Facts / Stats

What Is Lupus?

Lupus is an autoimmune (AW-toe-ih-MYOON) disease. Think of your body’s immune system like an army with hundreds of soldiers. The immune system’s job is to fight foreign substances in the body, like germs and viruses. But in autoimmune diseases, the immune system is out of control. It not only attacks germs, but healthy tissue as well.

You can’t catch lupus from another person. It isn’t cancer, and it isn’t related to AIDS.

Lupus is a disease that can affect many parts of the body. Everyone reacts differently. One person with lupus may have swollen knees and fever. Another person may be tired all the time or have kidney trouble. Someone else may have rashes that come and go. Lupus can involve the joints, the skin, the kidneys, the lungs, the heart, the brain, and the nervous system. If you have lupus, it may affect two or three parts of your body. Usually, one patient doesn’t experience all the possible symptoms. Lupus can vary from mild to severe, and usually alternates between periods of activity and periods when the disease is mostly quiet.

Most importantly, lupus is a manageable disease. With proper diagnosis and treatment, the disease is now more manageable than in years past. People with lupus are living full and productive lives. So if you suspect you may have or be at risk for lupus, take action and see your doctor right away.

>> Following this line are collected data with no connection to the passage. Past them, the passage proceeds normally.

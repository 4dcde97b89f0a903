//! Pipeline driver

use crate::config::{Settings, StepPolicy};
use crate::error::{Error, Result};
use crate::load::{LoadRequest, TableLoader, WriteDisposition};
use crate::naming::RunContext;
use crate::schema::{CompositeSchema, SampleReader, SampleStats};
use crate::storage::Relocator;
use crate::warehouse::{create_stage_sql, export_sql, Warehouse};
use serde::Serialize;
use std::fmt;
use tracing::{error, info, warn};

/// Pipeline step
#[derive(Debug, Clone, Copy, PartialEq, Eq, Serialize)]
#[serde(rename_all = "snake_case")]
pub enum Step {
    CreateStage,
    Export,
    Relocate,
    InferSchema,
    Load,
}

impl fmt::Display for Step {
    fn fmt(&self, f: &mut fmt::Formatter<'_>) -> fmt::Result {
        let name = match self {
            Step::CreateStage => "create_stage",
            Step::Export => "export",
            Step::Relocate => "relocate",
            Step::InferSchema => "infer_schema",
            Step::Load => "load",
        };
        f.write_str(name)
    }
}

/// How a step ended in a run that kept going
#[derive(Debug, Clone, PartialEq, Eq, Serialize)]
#[serde(rename_all = "snake_case", tag = "status", content = "message")]
pub enum StepOutcome {
    Succeeded,
    /// Failed, tolerated under a `warn` policy
    Failed(String),
}

/// Summary of a completed run
#[derive(Debug, Clone, Default, Serialize)]
pub struct RunReport {
    pub steps: Vec<(Step, StepOutcome)>,
    pub schema: CompositeSchema,
    pub sample: SampleStats,
    /// Objects relocated, when the relocator reports it
    pub relocated: Option<usize>,
    pub job_id: String,
    pub output_rows: u64,
}

impl RunReport {
    /// Outcome recorded for a step
    pub fn outcome(&self, step: Step) -> Option<&StepOutcome> {
        self.steps.iter().find(|(s, _)| *s == step).map(|(_, o)| o)
    }

    /// Whether any step failed and was tolerated
    pub fn has_warnings(&self) -> bool {
        self.steps
            .iter()
            .any(|(_, o)| matches!(o, StepOutcome::Failed(_)))
    }
}

/// One replace-load of a table, wired to its collaborators
pub struct Pipeline {
    ctx: RunContext,
    settings: Settings,
    relocator: Box<dyn Relocator>,
    sampler: SampleReader,
    loader: Box<dyn TableLoader>,
}

impl Pipeline {
    /// Create a pipeline
    ///
    /// `sampler` must read from the destination bucket.
    pub fn new(
        ctx: RunContext,
        settings: Settings,
        relocator: Box<dyn Relocator>,
        sampler: SampleReader,
        loader: Box<dyn TableLoader>,
    ) -> Self {
        Self {
            ctx,
            settings,
            relocator,
            sampler,
            loader,
        }
    }

    /// Run every step against an open warehouse session
    ///
    /// The session is closed before returning, whether the run succeeded
    /// or not.
    pub async fn run(&self, warehouse: &dyn Warehouse) -> Result<RunReport> {
        let result = self.run_steps(warehouse).await;
        if let Err(e) = warehouse.close().await {
            warn!(error = %e, "Failed to close warehouse session");
        }
        if let Err(e) = &result {
            error!(error = %e, table = %self.ctx.source_table(), "Pipeline failed");
        }
        result
    }

    async fn run_steps(&self, warehouse: &dyn Warehouse) -> Result<RunReport> {
        let ctx = &self.ctx;
        let mut report = RunReport::default();

        let stage = warehouse
            .execute(&create_stage_sql(ctx))
            .await
            .map_err(|e| Error::StageCreation {
                stage: ctx.stage_name(),
                message: e.to_string(),
            });
        if stage.is_ok() {
            info!(stage = %ctx.stage_name(), url = %ctx.stage_url(), "Stage created or replaced");
        }
        apply_policy(
            &mut report,
            Step::CreateStage,
            stage.map(|_| ()),
            self.settings.policy.stage_creation,
        )?;

        let export = warehouse
            .execute(&export_sql(ctx, self.settings.snowflake.max_file_size))
            .await
            .map_err(|e| Error::Export {
                table: ctx.source_table(),
                message: e.to_string(),
            });
        if let Ok(result) = &export {
            info!(
                table = %ctx.source_table(),
                url = %ctx.stage_url(),
                rows = ?result.rows,
                "Table exported"
            );
        }
        apply_policy(
            &mut report,
            Step::Export,
            export.map(|_| ()),
            self.settings.policy.export,
        )?;

        let source = ctx.relocation_source();
        let destination = ctx.relocation_destination();
        let relocation = self.relocator.relocate(&source, &destination).await?;
        info!(source = %source, destination = %destination, mode = ?self.relocator.mode(), "Files relocated");
        report.relocated = relocation.objects;
        report.steps.push((Step::Relocate, StepOutcome::Succeeded));

        let (schema, sample) = self.sampler.infer(&ctx.loadset_prefix()).await?;
        report.steps.push((Step::InferSchema, StepOutcome::Succeeded));

        let request = LoadRequest {
            source_uri: ctx.load_uri(),
            project: self
                .settings
                .bigquery
                .project
                .clone()
                .unwrap_or_else(|| ctx.default_project()),
            dataset: self.settings.bigquery.dataset.clone(),
            table: ctx.destination_table(),
            schema: schema.clone(),
            write_disposition: WriteDisposition::Truncate,
        };
        let outcome = self.loader.load(&request).await?;
        info!(
            rows = outcome.output_rows,
            source = %request.source_uri,
            destination = %request.destination(),
            "Loaded rows"
        );
        report.steps.push((Step::Load, StepOutcome::Succeeded));

        report.schema = schema;
        report.sample = sample;
        report.job_id = outcome.job_id;
        report.output_rows = outcome.output_rows;
        Ok(report)
    }
}

fn apply_policy(
    report: &mut RunReport,
    step: Step,
    result: Result<()>,
    policy: StepPolicy,
) -> Result<()> {
    match result {
        Ok(()) => {
            report.steps.push((step, StepOutcome::Succeeded));
            Ok(())
        }
        Err(e) if policy == StepPolicy::Warn && e.is_tolerable() => {
            warn!(step = %step, error = %e, "Step failed, continuing under warn policy");
            report.steps.push((step, StepOutcome::Failed(e.to_string())));
            Ok(())
        }
        Err(e) => Err(e),
    }
}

That’s the only way to help manage it. Studies have shown that patients who are informed and involved in their own care:

  • Have less pain
  • Make fewer visits to the doctor
  • Feel better about themselves
  • Remain more active

Did you know:

  • Lupus is 6-10 times more likely to be found in women than in men?
  • Lupus affects women of color (African Americans, Hispanic Americans/Latinas, Asian Americans, and Native Americans) 2-3 times more often than women of European descent?
  • Although lupus can affect men and women, more than 90 percent of people with lupus are women between the ages of 15 and 45?
  • Both African Americans and Hispanic Americans/Latinas tend to develop lupus at a younger age and have more symptoms at diagnosis (including kidney problems)?
  • African American lupus patients have more seizures and strokes, while Hispanic American/Latina patients have more heart problems? (We don’t understand why some people seem to have more problems with lupus than others.)